EXERCISE DETAILS: Copy every line from the material below that holds "response".

STORED DATA:
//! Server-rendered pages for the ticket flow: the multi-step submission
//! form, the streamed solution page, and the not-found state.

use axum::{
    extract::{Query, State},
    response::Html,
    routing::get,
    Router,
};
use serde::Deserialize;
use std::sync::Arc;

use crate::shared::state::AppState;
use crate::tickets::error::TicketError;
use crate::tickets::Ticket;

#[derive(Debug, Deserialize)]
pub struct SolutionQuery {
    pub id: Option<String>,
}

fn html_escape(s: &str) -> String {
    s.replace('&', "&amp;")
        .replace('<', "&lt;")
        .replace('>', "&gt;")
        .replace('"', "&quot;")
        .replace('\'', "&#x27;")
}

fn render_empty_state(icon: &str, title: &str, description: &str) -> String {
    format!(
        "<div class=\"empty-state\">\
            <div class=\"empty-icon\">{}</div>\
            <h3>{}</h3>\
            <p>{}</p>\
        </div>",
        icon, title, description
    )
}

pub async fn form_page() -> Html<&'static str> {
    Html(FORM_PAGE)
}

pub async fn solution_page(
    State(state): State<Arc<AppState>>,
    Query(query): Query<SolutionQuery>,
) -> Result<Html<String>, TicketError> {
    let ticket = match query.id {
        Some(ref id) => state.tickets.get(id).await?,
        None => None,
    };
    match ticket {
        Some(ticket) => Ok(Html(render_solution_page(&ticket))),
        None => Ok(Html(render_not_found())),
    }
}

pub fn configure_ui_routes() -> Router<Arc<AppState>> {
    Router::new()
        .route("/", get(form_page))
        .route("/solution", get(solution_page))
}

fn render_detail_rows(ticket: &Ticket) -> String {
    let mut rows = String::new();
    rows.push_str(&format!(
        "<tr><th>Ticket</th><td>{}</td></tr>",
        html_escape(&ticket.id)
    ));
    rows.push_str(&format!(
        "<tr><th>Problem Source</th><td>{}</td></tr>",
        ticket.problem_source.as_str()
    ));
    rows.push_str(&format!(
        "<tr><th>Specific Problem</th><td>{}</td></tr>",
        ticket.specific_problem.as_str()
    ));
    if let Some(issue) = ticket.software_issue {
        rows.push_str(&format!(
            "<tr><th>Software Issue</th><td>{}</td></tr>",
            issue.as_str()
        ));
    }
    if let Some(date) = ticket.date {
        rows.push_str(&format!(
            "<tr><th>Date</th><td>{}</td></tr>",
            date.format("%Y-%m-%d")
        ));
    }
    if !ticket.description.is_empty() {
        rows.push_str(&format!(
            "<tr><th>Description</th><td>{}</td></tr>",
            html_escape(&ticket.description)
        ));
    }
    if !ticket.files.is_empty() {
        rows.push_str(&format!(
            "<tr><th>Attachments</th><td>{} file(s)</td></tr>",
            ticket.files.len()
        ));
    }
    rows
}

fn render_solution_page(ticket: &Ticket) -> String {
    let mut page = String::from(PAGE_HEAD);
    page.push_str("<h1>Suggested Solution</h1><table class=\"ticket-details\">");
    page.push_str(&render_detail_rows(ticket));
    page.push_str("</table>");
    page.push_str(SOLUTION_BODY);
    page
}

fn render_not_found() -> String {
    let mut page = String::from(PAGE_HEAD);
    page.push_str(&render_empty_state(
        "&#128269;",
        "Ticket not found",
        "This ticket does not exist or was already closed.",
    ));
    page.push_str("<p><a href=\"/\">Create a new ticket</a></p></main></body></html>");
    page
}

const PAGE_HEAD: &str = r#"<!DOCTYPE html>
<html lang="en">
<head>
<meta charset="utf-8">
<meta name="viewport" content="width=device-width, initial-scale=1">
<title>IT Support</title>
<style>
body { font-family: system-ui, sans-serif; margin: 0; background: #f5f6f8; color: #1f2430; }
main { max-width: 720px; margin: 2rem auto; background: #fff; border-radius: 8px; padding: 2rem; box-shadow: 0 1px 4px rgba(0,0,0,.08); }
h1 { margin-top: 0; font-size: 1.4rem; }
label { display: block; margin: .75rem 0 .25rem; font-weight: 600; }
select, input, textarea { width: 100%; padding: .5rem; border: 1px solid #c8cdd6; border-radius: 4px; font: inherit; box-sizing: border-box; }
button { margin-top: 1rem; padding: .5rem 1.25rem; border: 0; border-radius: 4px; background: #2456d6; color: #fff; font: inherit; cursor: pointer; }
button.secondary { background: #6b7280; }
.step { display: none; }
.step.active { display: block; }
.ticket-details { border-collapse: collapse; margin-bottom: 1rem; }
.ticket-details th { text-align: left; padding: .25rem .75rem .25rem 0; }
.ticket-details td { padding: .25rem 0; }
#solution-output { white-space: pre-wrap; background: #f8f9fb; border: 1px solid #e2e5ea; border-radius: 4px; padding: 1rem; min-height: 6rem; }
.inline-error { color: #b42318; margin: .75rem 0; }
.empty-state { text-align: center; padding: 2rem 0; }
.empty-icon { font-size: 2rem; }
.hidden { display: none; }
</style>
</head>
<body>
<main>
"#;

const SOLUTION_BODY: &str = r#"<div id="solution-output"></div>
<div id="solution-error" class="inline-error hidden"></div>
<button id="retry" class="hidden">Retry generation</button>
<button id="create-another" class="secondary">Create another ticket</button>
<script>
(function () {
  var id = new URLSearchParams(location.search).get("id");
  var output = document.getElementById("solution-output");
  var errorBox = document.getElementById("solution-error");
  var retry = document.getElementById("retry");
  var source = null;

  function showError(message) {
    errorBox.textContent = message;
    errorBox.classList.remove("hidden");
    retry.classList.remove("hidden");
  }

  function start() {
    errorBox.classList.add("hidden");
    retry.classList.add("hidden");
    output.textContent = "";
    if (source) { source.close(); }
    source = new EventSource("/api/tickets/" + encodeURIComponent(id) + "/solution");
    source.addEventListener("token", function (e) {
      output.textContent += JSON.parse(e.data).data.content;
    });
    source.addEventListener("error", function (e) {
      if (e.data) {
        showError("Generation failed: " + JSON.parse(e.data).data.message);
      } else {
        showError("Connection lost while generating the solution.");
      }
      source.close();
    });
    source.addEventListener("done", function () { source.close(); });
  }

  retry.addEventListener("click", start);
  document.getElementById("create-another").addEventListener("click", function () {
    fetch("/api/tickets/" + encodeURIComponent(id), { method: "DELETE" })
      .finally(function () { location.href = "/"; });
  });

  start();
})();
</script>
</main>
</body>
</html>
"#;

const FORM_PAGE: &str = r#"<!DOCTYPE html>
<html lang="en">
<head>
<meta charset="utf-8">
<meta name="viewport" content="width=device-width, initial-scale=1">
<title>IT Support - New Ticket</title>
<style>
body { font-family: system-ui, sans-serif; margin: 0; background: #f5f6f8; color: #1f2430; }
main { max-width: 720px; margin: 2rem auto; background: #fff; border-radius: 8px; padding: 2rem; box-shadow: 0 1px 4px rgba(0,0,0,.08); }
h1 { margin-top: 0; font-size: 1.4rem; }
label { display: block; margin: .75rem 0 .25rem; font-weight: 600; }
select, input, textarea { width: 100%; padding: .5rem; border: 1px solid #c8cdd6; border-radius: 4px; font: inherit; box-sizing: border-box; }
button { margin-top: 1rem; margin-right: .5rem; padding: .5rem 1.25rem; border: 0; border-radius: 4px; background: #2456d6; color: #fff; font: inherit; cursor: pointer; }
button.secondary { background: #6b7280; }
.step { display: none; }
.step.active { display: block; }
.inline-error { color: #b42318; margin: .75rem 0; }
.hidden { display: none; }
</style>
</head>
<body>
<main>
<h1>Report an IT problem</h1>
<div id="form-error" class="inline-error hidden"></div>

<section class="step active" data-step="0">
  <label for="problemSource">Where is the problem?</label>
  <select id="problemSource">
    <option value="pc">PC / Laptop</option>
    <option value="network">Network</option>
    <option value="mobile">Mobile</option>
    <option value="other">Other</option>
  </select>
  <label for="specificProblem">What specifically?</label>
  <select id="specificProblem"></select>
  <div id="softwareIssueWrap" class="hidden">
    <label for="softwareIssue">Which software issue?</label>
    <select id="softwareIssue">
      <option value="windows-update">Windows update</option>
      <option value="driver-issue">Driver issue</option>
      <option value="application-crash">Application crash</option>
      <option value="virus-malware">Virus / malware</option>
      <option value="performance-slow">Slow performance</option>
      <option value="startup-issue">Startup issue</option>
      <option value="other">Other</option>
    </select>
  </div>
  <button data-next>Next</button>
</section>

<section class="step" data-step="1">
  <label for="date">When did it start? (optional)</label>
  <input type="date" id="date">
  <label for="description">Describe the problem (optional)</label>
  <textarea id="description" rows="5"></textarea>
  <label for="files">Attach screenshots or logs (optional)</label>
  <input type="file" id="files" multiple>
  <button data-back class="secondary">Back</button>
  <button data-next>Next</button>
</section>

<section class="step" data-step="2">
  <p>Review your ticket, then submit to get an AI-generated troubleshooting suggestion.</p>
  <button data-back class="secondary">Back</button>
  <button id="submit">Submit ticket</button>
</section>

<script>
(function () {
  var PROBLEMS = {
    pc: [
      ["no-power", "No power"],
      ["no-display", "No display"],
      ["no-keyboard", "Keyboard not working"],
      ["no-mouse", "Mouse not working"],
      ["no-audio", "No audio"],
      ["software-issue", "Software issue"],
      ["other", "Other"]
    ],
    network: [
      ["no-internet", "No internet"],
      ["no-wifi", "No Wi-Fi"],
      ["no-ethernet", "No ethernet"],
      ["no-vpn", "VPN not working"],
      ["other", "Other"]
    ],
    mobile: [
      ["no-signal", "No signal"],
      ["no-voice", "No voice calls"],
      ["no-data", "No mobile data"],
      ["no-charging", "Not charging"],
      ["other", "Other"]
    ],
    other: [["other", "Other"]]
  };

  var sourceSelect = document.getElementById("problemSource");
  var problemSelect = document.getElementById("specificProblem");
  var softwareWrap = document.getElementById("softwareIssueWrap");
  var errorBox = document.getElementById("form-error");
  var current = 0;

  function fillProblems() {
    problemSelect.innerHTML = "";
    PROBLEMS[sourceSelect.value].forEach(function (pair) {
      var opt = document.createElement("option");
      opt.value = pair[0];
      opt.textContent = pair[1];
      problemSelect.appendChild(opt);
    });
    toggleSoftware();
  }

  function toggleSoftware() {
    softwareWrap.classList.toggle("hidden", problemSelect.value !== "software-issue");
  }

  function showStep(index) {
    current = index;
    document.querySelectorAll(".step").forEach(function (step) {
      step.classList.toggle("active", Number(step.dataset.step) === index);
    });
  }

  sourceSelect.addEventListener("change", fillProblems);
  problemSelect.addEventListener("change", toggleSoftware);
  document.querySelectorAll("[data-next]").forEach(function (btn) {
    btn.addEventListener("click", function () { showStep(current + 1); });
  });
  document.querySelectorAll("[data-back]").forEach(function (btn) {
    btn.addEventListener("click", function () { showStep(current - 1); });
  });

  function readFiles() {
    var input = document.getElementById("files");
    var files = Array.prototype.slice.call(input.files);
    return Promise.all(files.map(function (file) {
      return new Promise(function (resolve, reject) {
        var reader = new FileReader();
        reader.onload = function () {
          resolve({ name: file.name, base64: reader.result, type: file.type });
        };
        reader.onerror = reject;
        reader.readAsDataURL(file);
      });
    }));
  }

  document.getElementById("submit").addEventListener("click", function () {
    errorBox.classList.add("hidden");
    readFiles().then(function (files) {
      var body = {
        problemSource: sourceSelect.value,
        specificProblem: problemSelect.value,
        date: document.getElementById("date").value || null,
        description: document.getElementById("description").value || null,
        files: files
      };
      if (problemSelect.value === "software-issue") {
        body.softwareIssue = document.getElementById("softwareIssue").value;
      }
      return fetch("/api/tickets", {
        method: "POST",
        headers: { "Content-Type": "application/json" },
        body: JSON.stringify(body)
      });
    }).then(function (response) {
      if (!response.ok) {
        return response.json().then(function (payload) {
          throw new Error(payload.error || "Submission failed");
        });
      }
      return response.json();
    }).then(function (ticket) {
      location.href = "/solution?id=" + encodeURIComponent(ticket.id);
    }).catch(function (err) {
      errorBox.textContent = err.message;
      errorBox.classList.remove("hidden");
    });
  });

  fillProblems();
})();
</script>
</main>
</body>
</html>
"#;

* * *

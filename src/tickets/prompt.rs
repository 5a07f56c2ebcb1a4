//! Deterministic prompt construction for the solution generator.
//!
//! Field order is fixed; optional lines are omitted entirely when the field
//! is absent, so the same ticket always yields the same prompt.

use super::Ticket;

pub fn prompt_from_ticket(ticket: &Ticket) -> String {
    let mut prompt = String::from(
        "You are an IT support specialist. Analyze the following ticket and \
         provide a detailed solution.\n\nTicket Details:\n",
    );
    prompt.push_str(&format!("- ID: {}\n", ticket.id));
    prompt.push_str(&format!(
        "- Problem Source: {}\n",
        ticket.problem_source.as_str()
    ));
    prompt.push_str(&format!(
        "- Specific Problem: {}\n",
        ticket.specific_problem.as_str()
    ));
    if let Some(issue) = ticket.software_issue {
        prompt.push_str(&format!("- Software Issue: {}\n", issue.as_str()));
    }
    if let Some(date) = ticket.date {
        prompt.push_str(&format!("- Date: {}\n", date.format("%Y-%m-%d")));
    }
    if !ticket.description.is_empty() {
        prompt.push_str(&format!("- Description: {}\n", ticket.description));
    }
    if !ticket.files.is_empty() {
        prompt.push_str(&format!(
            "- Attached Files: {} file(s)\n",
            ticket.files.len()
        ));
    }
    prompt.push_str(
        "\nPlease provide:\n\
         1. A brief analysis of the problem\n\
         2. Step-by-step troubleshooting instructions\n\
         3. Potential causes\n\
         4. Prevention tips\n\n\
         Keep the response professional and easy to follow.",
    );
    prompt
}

TASK ANSWER:
    response::Html,
    }).then(function (response) {
      if (!response.ok) {
        return response.json().then(function (payload) {
      return response.json();
         Keep the response professional and easy to follow.",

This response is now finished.